No self-respecting beagle can be named Tiffy, so I changed it to Freckles.

Again, first indoor dog, so I enrolled her at a puppy preschool called Bark Tutor. She loved it there. They had a puppy/small dog room and a big dog room. She spent most of her time in the big dog room because the staff said she did not know what to do with those little dogs. I would come and watch her entice a big dog to chase her and she would run under the bellies of other big dogs to make her getaway. At 13 years old, until the seizures started, she was still getting the zoomies and loved to play chase.

Another time at Bark Tutor, they told me they used her to help train other dogs. I was so proud until they continued that she was used as the distraction dog to try to get the trainee to misbehave.

Freckles is leaving her own comfort zone by climbing a tree like a cat.

Freckles loved small children and kittens.
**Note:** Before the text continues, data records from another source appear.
//! HTTP client for the Moonraker printer API.

use crate::core::domain::{
    error::{BridgeError, BridgeResult, ValidationError},
    model::{
        action_result::{ActionResult, PrintAction},
        bridge_connection::BridgeConnection,
        client_config::ClientConfig,
        envelope::{ApiResult, ObjectList, ObjectStatus},
        job_details::JobDetails,
        printer_info::{InfoEnvelope, PrinterInfo},
        printer_status::{PrintStatsSlot, PrinterStatus},
        temperature_reading::{TemperatureReading, TemperaturesFragment},
    },
};
use governor::{DefaultDirectRateLimiter, Quota};
use reqwest::{Client, StatusCode};
use serde::Serialize;
use std::num::NonZeroU32;
use std::sync::Arc;
use tracing::{debug, warn};

/// JSON body for `/printer/gcode/script`.
#[derive(Serialize)]
struct ScriptRequest<'a> {
    script: &'a str,
}

/// Typed client for one Moonraker endpoint.
///
/// Every operation is a single bounded request: queries and control
/// actions use the short timeout, the snapshot fetch the long one. The
/// client holds only immutable configuration, so one instance can serve
/// any number of concurrent command handlers. An optional client-side
/// rate limiter throttles outgoing requests when configured.
pub struct MoonrakerClient {
    http_client: Client,
    connection: Arc<BridgeConnection>,
    config: ClientConfig,
    rate_limiter: Option<Arc<DefaultDirectRateLimiter>>,
}

impl MoonrakerClient {
    /// Creates a new client for the given connection.
    ///
    /// # Errors
    /// Returns `BridgeError::Network` if the HTTP client cannot be built,
    /// or `BridgeError::Validation` for a zero-valued rate limit quota.
    pub fn new(connection: Arc<BridgeConnection>, config: ClientConfig) -> BridgeResult<Self> {
        let http_client = Client::builder()
            .build()
            .map_err(|e| BridgeError::Network(e.to_string()))?;

        let rate_limiter = match config.rate_limit {
            Some(rl) => {
                let per_second = NonZeroU32::new(rl.requests_per_second).ok_or_else(|| {
                    ValidationError::ConstraintViolation(
                        "Rate limit must allow at least 1 request per second".to_string(),
                    )
                })?;
                let burst = NonZeroU32::new(rl.burst_size).ok_or_else(|| {
                    ValidationError::ConstraintViolation(
                        "Rate limit burst size must be at least 1".to_string(),
                    )
                })?;
                let quota = Quota::per_second(per_second).allow_burst(burst);
                Some(Arc::new(DefaultDirectRateLimiter::direct(quota)))
            }
            None => None,
        };

        Ok(Self {
            http_client,
            connection,
            config,
            rate_limiter,
        })
    }

    /// Returns a reference to the underlying connection details.
    pub fn connection(&self) -> &BridgeConnection {
        &self.connection
    }

    /// Queries `print_stats` and interprets it as a status snapshot.
    pub async fn query_print_stats(&self) -> BridgeResult<PrinterStatus> {
        let envelope: ApiResult<ObjectStatus<PrintStatsSlot>> =
            self.get_json("/printer/objects/query?print_stats").await?;
        Ok(PrinterStatus::from(envelope.result.status.print_stats))
    }

    /// Queries `print_stats` and interprets the job-identity subset.
    pub async fn query_job(&self) -> BridgeResult<JobDetails> {
        let envelope: ApiResult<ObjectStatus<PrintStatsSlot>> =
            self.get_json("/printer/objects/query?print_stats").await?;
        Ok(JobDetails::from(envelope.result.status.print_stats))
    }

    /// Queries extruder and bed heater temperatures.
    pub async fn query_temperatures(&self) -> BridgeResult<TemperatureReading> {
        let envelope: ApiResult<ObjectStatus<TemperaturesFragment>> = self
            .get_json("/printer/objects/query?extruder&heater_bed")
            .await?;
        Ok(TemperatureReading::from(envelope.result.status))
    }

    /// Queries static printer/firmware information.
    pub async fn query_info(&self) -> BridgeResult<PrinterInfo> {
        let envelope: InfoEnvelope = self.get_json("/printer/info").await?;
        Ok(PrinterInfo::from(envelope.result))
    }

    /// Lists the printer object names known to the API.
    pub async fn list_objects(&self) -> BridgeResult<Vec<String>> {
        let envelope: ApiResult<ObjectList> = self.get_json("/printer/objects/list").await?;
        Ok(envelope.result.objects)
    }

    /// Sends a raw G-code/macro script for execution.
    ///
    /// The script text goes to the printer verbatim; the printer API is
    /// the trust boundary for what it may contain.
    pub async fn run_script(&self, script: &str) -> BridgeResult<ActionResult> {
        self.post_for_status("/printer/gcode/script", Some(&ScriptRequest { script }))
            .await
    }

    /// Posts a print lifecycle action (pause/resume/cancel).
    pub async fn post_print_action(&self, action: PrintAction) -> BridgeResult<ActionResult> {
        let path = format!("/printer/print/{}", action.as_path_segment());
        self.post_for_status(&path, None::<&()>).await
    }

    /// Triggers a firmware restart.
    pub async fn restart_firmware(&self) -> BridgeResult<ActionResult> {
        self.post_for_status("/server/restart", None::<&()>).await
    }

    /// Triggers the printer's emergency stop.
    pub async fn emergency_stop(&self) -> BridgeResult<ActionResult> {
        self.post_for_status("/printer/emergency_stop", None::<&()>)
            .await
    }

    /// Fetches one webcam snapshot as raw image bytes.
    ///
    /// # Errors
    /// `BridgeError::Http` for any non-200 status; the caller must fall
    /// back to a text reply, never send an empty photo.
    pub async fn fetch_snapshot(&self) -> BridgeResult<Vec<u8>> {
        self.throttle().await;
        let url = self.connection.snapshot_url().as_str();
        debug!(url, "fetching webcam snapshot");

        let response = self
            .http_client
            .get(url)
            .timeout(self.config.snapshot_timeout)
            .send()
            .await
            .map_err(map_transport_error)?;

        if response.status() != StatusCode::OK {
            warn!(status = response.status().as_u16(), "snapshot fetch failed");
            return Err(BridgeError::Http(response.status().as_u16()));
        }

        let bytes = response.bytes().await.map_err(map_transport_error)?;
        Ok(bytes.to_vec())
    }

    /// Performs a bounded GET and parses the JSON body.
    async fn get_json<T>(&self, path: &str) -> BridgeResult<T>
    where
        T: serde::de::DeserializeOwned,
    {
        self.throttle().await;
        let url = self.connection.api_base_url().join(path);
        debug!(%url, "printer API query");

        let response = self
            .http_client
            .get(&url)
            .timeout(self.config.query_timeout)
            .send()
            .await
            .map_err(map_transport_error)?;

        if !response.status().is_success() {
            warn!(status = response.status().as_u16(), %url, "printer API query failed");
            return Err(BridgeError::Http(response.status().as_u16()));
        }

        response
            .json::<T>()
            .await
            .map_err(|e| BridgeError::Protocol(format!("Failed to parse response: {}", e)))
    }

    /// Performs a bounded POST and folds the HTTP status into an
    /// [`ActionResult`]. A reachable-but-refusing printer is a result,
    /// not an error; only transport failures become `Err`.
    async fn post_for_status<B>(&self, path: &str, body: Option<&B>) -> BridgeResult<ActionResult>
    where
        B: Serialize + ?Sized,
    {
        self.throttle().await;
        let url = self.connection.api_base_url().join(path);
        debug!(%url, "printer API action");

        let mut request = self
            .http_client
            .post(&url)
            .timeout(self.config.action_timeout);
        if let Some(body) = body {
            request = request.json(body);
        }

        let response = request.send().await.map_err(map_transport_error)?;
        let result = ActionResult::from_status(response.status().as_u16());
        if !result.success {
            warn!(status = response.status().as_u16(), %url, "printer refused action");
        }
        Ok(result)
    }

    async fn throttle(&self) {
        if let Some(limiter) = &self.rate_limiter {
            // `until_ready()` completes when capacity is available.
            limiter.until_ready().await;
        }
    }
}

fn map_transport_error(e: reqwest::Error) -> BridgeError {
    if e.is_timeout() {
        BridgeError::Network(format!("Request timed out: {}", e))
    } else if e.is_connect() {
        BridgeError::Network(format!("Connection failed: {}", e))
    } else {
        BridgeError::Network(e.to_string())
    }
}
She took a particular interest in my niece Miriam when she was a baby. If Freckles saw Mary arrive, she would follow her around until she got to sniff Miriam and check that she was okay, then she would go about her business (usually napping). One time, Mary managed to pass Miriam on without Freckles seeing it. She followed Mary and cried until Mary figured it out and took her to the baby for her check-in sniff.

Sad puppy dog face.

Traveling the US with Freckles was the start of this blog and she was a star attraction where ever we went. When we would walk and see a stroller or toddler, she would whine to get to meet them. She was often surrounded by children and would stand patiently to get her pets. On the odd occasion, she would sit for these and a couple of times I heard her make a mall whine in the back of her throat because a child was standing on her tail. She never snapped, barked, or moved to free her tail. She understood to be gentle.

Freckles was also so smart. On our trip, when we were camping in California, I had a small pop-up camper. Think canvas tent on a little trailer. We were sound asleep when we heard a tremendous banging right next to our campsite. It was clear to me it was a bear trying to break in to the dumpster we were about 25 feet from. Both of our heads popped up at the racket, and God bless her, we just looked at each other, put our heads back down, and did not make a peep. Beagles are generally not known for keeping their traps shut, but Freckles knew what was best for us. The next morning, the site on the other side of us as the dumpster had a nice claw mark through a citronella candle left out, so chances are the path of that bear to the dumpster was steps from our front door.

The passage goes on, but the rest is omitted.